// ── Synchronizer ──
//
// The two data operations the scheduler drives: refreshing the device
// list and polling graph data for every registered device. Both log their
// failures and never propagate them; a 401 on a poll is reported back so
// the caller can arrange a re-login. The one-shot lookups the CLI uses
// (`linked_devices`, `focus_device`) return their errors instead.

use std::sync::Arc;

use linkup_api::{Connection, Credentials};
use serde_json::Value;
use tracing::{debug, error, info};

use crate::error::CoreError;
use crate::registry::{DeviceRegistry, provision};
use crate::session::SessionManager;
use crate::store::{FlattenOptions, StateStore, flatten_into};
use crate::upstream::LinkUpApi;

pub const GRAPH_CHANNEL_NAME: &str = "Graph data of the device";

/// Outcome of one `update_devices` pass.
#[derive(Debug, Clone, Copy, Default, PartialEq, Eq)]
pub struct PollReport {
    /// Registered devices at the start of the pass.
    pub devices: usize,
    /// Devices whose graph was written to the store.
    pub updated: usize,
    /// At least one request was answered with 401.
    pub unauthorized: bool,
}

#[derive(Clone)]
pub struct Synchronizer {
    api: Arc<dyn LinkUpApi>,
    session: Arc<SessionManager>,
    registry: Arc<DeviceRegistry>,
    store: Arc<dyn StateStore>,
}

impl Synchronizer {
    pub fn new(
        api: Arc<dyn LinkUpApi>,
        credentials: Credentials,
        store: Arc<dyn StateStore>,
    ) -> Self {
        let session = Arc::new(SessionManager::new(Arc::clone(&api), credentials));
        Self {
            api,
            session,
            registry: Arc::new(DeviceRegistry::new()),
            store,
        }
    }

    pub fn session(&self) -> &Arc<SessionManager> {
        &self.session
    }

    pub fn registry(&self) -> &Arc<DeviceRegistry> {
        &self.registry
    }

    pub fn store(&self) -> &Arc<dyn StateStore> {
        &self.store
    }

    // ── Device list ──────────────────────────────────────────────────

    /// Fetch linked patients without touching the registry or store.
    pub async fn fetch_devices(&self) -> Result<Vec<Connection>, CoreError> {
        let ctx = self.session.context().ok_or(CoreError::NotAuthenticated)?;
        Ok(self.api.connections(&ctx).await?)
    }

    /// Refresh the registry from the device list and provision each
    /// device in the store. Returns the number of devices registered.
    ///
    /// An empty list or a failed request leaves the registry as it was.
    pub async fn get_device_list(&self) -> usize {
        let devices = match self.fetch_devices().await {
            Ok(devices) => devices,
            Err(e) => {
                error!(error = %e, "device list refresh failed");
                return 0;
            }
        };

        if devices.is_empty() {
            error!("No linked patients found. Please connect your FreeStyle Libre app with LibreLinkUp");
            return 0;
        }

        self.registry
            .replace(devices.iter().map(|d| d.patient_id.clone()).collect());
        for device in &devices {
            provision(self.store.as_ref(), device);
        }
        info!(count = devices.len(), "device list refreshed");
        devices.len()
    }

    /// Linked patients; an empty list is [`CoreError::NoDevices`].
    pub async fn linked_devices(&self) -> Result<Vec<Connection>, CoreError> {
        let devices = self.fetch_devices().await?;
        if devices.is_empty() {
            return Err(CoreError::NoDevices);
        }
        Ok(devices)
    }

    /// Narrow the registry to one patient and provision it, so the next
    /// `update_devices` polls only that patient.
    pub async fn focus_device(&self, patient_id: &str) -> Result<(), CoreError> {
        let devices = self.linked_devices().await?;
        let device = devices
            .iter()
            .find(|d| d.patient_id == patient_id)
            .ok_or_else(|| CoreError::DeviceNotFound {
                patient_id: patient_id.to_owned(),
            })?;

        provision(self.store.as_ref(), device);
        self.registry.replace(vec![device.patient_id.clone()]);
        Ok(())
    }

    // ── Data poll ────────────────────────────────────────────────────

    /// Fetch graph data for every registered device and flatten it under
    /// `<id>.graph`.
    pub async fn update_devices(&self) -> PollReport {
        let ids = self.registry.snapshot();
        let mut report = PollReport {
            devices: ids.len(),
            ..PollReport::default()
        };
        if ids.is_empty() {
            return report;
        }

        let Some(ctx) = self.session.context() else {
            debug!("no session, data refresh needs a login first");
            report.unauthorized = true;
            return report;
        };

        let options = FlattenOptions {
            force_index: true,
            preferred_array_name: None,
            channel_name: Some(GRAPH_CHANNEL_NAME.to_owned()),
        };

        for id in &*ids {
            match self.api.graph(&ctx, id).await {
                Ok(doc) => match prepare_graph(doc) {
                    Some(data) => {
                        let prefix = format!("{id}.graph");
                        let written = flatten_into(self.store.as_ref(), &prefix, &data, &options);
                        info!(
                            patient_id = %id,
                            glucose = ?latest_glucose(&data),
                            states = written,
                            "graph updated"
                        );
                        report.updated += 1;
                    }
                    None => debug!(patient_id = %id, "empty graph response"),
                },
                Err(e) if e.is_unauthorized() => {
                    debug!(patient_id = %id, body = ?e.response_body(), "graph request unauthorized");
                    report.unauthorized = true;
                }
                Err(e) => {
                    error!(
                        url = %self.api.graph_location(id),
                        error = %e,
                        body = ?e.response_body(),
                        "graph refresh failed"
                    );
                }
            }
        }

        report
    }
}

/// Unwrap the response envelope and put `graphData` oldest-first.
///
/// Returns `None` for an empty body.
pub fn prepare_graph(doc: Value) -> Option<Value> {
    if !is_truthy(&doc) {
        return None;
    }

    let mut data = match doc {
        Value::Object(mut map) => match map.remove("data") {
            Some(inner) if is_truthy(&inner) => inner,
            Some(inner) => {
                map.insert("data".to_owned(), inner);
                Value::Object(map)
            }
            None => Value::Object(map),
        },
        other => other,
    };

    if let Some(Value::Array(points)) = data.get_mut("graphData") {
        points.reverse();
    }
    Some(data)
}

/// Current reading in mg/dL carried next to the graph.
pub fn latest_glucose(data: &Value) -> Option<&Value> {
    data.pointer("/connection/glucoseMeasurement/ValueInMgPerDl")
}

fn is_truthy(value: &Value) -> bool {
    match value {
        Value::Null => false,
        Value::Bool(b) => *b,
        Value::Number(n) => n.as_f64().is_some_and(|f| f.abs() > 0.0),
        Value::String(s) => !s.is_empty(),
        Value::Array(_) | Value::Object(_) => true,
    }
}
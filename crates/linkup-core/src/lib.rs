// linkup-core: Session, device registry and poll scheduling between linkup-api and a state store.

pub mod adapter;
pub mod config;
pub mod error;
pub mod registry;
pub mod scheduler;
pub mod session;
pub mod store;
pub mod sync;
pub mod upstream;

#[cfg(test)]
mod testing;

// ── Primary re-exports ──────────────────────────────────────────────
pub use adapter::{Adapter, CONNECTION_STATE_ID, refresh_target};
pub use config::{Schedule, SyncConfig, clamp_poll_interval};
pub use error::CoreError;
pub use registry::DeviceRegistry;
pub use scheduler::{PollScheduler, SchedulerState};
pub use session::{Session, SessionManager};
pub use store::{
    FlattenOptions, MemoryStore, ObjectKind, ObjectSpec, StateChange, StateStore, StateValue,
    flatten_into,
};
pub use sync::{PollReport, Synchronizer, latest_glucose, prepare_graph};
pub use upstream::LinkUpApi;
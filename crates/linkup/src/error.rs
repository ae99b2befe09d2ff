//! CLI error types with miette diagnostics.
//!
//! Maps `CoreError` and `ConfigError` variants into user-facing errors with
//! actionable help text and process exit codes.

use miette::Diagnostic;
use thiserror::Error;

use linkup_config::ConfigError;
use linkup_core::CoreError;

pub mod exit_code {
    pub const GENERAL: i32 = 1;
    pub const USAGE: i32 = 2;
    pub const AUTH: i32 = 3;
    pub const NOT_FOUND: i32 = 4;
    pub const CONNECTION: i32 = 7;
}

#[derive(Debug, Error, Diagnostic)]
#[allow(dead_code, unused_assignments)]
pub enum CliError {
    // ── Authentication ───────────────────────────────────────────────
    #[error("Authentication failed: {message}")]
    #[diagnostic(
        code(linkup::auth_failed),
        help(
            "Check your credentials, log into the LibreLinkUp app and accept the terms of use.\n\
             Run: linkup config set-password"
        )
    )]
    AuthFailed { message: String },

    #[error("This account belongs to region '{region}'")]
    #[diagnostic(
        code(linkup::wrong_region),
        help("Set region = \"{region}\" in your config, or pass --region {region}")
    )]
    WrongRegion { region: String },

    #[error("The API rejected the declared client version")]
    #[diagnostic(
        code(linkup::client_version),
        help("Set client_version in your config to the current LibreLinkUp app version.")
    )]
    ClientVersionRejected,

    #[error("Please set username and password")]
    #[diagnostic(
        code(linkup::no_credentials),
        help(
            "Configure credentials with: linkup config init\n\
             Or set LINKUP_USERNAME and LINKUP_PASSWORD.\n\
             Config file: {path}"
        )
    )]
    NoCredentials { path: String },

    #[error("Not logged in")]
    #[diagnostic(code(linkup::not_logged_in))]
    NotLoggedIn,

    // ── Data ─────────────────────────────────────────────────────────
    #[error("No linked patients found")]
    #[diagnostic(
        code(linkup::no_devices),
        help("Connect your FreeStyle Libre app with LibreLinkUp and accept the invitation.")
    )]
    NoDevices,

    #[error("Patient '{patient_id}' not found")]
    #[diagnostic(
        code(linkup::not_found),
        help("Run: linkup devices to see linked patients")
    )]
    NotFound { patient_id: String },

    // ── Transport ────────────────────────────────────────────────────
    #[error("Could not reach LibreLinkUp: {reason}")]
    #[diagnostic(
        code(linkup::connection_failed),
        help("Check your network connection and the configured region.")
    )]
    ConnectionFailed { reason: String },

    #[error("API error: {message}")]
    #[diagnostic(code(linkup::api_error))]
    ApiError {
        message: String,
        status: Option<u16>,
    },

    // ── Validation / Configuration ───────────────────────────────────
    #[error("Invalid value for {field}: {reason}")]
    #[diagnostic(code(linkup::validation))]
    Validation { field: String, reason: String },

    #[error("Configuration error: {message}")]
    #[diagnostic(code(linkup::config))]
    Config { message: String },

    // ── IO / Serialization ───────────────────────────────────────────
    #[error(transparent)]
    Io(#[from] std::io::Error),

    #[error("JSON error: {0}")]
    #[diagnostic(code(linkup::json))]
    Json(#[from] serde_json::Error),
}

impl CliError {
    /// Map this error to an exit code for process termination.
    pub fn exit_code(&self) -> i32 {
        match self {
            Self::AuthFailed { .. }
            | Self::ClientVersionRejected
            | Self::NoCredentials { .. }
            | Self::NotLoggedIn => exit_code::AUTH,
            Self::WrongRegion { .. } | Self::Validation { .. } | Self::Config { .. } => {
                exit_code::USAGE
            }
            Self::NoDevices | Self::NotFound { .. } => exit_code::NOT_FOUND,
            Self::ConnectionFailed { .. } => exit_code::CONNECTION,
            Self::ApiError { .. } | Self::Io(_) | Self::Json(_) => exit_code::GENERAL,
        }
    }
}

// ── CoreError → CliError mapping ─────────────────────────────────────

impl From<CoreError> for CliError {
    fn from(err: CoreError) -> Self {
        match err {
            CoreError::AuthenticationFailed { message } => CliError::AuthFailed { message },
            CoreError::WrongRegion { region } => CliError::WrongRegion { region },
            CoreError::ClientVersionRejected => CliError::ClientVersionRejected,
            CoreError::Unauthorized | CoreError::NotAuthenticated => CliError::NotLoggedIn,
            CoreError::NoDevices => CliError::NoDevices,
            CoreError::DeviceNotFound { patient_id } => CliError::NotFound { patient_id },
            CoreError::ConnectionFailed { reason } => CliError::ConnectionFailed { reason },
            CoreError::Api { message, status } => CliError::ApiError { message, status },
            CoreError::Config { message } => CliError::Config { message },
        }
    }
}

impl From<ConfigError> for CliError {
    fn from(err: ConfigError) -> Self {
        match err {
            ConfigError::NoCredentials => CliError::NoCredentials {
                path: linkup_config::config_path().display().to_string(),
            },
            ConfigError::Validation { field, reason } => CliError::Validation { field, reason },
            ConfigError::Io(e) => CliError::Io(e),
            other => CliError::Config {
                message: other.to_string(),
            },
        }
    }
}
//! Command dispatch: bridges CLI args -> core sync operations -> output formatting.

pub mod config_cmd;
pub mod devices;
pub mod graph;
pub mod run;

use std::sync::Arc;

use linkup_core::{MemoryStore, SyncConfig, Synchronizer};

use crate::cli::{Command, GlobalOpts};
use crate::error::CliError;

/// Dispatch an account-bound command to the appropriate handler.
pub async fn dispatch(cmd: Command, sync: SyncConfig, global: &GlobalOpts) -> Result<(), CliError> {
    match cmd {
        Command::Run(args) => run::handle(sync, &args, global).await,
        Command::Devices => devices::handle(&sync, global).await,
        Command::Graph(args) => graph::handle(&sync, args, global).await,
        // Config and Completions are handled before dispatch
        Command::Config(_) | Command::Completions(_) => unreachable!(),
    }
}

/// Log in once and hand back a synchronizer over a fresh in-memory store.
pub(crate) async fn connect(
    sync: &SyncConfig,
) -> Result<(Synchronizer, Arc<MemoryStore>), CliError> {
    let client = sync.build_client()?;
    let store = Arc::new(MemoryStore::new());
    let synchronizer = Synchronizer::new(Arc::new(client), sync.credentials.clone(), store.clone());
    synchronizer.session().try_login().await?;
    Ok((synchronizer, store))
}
:::::
### Required work
Only the lines containing "FlattenOptions" are needed; copy each of them from the data.

### Answer to the exercise
use crate::store::{FlattenOptions, StateStore, flatten_into};
        let options = FlattenOptions {
    FlattenOptions, MemoryStore, ObjectKind, ObjectSpec, StateChange, StateStore, StateValue,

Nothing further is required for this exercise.